# [Your goal]
Your task is to repeat exactly the lines below between the line holding "if let Some(path)" and the line holding "let paths = ConfigPaths::discover(base_dir);", inclusive, and only those.

━━ Input material

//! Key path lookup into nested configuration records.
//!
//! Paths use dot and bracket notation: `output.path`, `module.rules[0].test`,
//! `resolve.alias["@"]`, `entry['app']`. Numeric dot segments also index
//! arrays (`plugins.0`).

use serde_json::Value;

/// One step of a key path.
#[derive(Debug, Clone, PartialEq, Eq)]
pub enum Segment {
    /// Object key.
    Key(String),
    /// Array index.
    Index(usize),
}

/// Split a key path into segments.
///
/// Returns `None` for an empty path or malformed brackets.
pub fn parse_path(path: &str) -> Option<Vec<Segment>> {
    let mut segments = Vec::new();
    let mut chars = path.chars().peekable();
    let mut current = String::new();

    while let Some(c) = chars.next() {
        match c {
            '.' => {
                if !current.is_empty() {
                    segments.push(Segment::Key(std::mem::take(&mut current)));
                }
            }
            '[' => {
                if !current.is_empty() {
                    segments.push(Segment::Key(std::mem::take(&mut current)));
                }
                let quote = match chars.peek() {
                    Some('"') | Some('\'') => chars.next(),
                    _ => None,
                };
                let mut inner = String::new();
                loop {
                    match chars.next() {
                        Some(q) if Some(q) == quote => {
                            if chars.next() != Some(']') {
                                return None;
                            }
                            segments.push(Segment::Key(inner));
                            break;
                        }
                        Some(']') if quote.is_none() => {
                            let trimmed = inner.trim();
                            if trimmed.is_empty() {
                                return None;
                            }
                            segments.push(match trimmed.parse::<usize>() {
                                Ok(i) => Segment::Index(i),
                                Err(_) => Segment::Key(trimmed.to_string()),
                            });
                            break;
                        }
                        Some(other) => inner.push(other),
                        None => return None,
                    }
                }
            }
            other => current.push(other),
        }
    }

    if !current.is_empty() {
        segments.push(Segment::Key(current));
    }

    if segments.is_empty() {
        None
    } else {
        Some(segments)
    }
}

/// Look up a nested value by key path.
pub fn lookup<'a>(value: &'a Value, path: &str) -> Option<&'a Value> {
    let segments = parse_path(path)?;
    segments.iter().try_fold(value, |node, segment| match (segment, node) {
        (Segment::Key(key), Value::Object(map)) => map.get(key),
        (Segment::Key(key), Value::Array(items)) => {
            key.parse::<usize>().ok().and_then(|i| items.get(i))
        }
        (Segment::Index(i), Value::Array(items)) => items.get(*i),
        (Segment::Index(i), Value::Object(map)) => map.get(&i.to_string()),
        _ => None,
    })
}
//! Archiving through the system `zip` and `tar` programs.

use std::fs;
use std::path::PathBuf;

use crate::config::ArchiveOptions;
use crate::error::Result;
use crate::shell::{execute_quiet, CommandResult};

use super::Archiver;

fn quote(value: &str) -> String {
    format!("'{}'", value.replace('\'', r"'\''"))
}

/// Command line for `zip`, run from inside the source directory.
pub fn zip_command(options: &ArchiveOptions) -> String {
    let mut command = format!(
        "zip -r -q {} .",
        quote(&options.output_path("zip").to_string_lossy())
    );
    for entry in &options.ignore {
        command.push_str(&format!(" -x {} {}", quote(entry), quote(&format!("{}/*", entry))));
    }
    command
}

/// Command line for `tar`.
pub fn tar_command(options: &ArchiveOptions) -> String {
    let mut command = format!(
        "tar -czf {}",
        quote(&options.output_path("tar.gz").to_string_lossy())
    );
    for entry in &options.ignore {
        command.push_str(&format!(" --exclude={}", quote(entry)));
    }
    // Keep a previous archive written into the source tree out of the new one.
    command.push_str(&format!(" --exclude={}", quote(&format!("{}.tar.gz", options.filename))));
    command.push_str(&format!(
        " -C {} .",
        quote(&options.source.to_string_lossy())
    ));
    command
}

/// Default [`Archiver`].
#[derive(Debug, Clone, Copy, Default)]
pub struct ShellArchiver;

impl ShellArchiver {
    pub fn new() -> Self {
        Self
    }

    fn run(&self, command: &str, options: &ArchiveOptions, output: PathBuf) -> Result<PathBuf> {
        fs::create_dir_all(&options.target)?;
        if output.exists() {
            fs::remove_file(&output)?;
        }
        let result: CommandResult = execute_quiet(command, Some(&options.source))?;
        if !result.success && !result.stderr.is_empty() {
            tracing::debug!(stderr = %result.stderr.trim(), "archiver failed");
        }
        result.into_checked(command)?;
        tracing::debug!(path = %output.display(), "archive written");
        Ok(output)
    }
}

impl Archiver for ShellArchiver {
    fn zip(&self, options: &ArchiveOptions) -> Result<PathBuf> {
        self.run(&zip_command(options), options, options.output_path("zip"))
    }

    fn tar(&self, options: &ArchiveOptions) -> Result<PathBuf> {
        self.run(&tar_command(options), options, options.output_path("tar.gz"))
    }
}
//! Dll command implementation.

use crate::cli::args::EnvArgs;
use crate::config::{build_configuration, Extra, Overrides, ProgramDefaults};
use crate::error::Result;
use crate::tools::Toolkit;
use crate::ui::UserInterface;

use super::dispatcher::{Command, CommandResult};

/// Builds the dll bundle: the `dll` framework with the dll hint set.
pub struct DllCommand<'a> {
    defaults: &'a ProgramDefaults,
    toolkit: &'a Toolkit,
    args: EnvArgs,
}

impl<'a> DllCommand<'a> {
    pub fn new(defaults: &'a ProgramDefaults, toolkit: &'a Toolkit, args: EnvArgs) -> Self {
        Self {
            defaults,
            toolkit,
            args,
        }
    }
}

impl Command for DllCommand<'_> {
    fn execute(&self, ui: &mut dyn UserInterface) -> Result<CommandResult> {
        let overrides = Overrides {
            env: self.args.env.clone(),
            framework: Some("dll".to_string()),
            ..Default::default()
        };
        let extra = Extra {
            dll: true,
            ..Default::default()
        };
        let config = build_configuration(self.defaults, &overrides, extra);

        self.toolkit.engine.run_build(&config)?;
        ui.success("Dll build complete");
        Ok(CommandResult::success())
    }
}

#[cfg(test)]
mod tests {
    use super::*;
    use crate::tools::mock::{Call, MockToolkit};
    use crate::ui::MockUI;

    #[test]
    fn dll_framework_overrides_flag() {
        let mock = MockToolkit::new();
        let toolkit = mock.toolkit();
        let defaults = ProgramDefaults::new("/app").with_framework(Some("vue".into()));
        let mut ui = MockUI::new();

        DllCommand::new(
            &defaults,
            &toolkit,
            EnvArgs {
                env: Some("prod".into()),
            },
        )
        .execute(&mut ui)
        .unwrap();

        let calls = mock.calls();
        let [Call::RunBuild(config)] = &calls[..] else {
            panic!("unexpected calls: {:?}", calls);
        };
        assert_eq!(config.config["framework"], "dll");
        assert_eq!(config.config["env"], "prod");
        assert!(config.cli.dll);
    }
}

━━━━
━━ Input material

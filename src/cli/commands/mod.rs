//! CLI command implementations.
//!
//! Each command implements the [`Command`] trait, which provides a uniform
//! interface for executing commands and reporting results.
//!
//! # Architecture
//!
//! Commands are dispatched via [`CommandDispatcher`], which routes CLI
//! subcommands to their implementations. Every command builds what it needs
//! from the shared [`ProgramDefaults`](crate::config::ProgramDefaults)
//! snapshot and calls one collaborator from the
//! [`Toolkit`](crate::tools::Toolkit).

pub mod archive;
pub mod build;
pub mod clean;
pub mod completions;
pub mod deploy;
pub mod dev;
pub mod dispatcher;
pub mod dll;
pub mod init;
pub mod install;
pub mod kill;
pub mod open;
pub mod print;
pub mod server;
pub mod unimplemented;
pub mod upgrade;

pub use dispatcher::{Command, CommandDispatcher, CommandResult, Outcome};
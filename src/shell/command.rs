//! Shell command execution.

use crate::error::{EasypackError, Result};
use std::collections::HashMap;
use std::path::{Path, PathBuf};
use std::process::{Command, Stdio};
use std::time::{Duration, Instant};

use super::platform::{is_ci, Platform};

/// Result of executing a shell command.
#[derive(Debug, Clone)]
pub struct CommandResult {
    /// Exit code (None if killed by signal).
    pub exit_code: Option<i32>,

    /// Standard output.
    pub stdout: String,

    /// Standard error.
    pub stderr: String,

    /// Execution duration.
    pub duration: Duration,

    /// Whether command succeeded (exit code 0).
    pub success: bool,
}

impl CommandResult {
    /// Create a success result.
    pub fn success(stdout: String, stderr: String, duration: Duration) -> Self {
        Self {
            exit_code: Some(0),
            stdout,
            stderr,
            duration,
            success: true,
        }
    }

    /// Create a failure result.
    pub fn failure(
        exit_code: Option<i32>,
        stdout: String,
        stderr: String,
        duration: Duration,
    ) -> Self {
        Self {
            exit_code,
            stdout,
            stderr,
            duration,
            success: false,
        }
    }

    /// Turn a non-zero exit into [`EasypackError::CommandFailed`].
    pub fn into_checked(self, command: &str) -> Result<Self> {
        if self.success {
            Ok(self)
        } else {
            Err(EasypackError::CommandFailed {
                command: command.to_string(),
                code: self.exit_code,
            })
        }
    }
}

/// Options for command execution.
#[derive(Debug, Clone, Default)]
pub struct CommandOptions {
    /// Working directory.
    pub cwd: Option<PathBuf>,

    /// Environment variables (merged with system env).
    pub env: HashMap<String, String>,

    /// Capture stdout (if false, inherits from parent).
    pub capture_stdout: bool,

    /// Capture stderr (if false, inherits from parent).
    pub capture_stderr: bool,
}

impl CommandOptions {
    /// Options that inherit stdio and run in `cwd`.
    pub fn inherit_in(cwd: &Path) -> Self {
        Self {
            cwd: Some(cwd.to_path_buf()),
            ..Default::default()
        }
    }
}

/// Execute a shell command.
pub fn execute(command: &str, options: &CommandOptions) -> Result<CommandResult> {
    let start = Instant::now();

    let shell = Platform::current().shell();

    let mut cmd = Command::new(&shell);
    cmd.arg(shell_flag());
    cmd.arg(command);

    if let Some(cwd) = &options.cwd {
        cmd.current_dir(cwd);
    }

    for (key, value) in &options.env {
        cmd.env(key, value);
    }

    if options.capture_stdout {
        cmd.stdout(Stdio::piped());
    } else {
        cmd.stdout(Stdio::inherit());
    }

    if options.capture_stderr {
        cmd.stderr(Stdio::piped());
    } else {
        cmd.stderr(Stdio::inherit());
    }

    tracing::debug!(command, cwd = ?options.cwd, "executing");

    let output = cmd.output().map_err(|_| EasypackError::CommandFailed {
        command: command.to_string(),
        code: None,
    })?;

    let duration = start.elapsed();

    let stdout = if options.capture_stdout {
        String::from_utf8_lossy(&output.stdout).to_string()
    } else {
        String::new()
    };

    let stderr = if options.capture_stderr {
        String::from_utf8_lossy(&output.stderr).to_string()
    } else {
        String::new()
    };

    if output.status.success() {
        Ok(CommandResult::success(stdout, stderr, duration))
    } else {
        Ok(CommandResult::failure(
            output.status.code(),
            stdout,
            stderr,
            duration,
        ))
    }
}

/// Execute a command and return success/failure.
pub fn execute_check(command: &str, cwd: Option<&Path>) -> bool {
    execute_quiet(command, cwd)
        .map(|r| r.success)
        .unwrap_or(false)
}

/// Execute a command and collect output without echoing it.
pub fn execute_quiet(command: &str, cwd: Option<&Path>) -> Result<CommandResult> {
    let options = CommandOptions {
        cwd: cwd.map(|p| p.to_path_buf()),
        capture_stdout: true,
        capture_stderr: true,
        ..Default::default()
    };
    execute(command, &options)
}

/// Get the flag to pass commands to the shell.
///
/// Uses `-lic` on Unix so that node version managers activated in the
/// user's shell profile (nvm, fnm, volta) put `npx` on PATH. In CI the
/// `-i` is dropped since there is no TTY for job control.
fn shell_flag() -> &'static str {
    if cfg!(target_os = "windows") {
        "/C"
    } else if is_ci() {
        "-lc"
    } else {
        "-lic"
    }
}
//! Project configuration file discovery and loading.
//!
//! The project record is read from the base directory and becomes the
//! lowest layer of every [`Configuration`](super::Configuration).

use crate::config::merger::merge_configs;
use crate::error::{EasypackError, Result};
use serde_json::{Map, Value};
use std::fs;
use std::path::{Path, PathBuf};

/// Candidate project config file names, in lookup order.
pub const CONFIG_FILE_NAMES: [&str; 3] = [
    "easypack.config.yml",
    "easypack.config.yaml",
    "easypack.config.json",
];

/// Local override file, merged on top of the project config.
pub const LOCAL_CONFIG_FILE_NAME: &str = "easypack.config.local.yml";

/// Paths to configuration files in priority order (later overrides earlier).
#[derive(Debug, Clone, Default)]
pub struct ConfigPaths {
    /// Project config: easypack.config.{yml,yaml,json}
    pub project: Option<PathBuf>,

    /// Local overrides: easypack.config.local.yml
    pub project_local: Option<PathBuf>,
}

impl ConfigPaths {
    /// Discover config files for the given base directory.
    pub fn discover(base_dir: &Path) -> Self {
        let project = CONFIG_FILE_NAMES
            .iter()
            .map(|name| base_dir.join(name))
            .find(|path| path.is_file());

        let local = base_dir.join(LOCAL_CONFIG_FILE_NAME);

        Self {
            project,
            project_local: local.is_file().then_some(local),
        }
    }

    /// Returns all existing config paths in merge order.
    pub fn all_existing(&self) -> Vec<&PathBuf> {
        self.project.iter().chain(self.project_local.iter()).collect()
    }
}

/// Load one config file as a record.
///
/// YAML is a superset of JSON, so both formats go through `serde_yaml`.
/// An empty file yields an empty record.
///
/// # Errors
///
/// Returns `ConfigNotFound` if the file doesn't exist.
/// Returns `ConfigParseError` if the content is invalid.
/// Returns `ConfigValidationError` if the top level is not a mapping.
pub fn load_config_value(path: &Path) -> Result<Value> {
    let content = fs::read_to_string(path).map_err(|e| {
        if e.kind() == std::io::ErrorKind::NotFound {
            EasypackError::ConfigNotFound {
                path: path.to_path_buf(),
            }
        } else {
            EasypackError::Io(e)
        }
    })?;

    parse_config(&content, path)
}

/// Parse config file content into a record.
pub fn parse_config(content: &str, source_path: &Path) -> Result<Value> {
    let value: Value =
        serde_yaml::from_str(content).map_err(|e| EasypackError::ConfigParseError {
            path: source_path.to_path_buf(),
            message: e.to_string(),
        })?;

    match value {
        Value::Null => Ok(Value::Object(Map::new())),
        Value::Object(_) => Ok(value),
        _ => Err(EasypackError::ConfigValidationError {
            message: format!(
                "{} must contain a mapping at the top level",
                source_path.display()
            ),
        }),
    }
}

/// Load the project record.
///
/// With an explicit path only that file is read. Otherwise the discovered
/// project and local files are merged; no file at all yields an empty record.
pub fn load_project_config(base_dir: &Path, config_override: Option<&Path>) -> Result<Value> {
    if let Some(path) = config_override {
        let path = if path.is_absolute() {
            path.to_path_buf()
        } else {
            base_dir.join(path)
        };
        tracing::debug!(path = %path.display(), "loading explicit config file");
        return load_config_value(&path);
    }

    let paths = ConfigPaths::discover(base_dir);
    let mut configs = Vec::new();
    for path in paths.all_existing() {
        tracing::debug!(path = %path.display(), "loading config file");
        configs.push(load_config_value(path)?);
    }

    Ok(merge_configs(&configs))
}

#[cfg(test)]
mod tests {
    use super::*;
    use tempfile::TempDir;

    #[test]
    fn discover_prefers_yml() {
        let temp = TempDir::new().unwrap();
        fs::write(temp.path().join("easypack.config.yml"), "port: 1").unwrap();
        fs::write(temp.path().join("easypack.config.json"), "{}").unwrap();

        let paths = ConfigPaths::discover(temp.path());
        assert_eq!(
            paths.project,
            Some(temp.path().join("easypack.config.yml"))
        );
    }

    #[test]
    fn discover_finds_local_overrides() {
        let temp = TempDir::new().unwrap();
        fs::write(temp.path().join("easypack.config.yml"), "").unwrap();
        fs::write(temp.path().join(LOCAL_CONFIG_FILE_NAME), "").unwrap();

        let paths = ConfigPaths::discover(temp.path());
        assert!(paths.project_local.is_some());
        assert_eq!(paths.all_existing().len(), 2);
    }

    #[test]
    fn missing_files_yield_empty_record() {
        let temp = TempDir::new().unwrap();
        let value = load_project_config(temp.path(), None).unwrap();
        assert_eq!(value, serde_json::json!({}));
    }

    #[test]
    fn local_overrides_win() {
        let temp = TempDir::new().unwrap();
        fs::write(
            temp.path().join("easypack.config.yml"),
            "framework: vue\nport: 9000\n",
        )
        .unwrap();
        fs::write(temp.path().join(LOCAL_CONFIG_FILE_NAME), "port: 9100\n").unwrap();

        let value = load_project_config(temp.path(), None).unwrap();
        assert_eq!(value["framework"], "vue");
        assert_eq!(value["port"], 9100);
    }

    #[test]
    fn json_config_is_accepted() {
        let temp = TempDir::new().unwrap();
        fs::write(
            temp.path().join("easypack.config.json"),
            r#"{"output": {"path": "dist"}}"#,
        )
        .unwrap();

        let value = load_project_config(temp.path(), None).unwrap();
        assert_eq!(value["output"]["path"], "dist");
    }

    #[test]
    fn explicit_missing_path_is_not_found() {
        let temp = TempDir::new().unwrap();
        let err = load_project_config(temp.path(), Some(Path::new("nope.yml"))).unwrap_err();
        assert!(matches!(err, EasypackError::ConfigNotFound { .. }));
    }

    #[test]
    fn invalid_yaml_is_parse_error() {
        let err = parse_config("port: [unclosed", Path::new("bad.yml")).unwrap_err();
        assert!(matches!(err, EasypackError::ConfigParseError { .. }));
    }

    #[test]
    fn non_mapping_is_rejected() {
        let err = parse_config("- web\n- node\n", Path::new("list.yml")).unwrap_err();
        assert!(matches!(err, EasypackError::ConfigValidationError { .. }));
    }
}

━━━━
━━ Input material

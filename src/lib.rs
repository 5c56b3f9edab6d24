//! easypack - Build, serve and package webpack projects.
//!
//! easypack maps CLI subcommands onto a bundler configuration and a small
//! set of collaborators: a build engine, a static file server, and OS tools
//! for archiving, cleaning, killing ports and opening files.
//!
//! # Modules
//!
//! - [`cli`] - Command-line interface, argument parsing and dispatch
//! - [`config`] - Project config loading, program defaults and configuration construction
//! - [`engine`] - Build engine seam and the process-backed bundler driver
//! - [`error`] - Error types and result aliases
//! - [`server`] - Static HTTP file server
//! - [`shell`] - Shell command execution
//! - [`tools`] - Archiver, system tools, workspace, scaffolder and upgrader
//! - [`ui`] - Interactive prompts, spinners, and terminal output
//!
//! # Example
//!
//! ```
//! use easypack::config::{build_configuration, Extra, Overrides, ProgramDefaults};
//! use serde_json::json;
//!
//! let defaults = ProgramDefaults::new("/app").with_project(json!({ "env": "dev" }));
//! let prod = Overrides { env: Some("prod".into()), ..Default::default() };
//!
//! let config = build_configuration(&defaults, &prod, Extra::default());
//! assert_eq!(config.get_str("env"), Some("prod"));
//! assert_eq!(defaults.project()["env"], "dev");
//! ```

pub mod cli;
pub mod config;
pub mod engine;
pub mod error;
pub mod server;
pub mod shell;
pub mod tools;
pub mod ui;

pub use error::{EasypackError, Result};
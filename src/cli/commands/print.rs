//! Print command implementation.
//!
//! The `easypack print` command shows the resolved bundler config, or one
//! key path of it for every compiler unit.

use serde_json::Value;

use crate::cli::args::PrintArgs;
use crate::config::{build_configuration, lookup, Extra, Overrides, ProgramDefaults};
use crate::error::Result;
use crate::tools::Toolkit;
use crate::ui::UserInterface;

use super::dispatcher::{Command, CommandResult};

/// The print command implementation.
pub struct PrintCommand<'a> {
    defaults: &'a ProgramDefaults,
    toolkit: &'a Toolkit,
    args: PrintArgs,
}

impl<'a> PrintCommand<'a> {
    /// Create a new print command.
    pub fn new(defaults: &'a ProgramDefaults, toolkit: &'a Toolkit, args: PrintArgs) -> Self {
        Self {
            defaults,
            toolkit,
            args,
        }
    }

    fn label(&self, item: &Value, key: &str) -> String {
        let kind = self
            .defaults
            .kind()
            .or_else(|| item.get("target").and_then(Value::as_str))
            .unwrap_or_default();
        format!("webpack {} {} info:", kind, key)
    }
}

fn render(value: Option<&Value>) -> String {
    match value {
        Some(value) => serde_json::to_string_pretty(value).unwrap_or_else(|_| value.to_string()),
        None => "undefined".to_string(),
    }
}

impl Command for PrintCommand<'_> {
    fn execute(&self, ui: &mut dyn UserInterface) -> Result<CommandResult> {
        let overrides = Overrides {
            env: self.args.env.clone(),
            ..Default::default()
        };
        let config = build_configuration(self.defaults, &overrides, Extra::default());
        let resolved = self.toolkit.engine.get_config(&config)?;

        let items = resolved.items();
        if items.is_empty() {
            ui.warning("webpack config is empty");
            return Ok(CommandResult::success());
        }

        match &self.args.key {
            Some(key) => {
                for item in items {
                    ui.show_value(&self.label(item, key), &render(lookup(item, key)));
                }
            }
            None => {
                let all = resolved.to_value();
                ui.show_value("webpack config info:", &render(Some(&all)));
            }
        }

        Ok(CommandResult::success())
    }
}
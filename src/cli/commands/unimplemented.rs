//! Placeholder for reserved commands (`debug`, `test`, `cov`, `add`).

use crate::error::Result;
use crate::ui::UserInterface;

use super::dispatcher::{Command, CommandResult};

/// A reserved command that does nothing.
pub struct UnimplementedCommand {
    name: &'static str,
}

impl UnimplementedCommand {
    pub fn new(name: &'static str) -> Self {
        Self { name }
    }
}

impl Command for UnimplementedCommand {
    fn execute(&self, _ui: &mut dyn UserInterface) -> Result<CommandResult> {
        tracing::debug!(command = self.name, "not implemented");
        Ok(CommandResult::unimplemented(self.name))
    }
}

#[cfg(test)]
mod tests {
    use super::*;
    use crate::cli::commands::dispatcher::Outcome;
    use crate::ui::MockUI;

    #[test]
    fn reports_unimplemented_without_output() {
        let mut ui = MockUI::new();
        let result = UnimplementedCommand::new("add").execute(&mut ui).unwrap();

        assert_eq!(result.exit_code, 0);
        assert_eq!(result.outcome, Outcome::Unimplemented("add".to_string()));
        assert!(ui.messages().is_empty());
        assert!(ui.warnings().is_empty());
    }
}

━━━━

# [Problem solution]
    if let Some(path) = config_override {
        let path = if path.is_absolute() {
            path.to_path_buf()
        } else {
            base_dir.join(path)
        };
        tracing::debug!(path = %path.display(), "loading explicit config file");
        return load_config_value(&path);
    }

    let paths = ConfigPaths::discover(base_dir);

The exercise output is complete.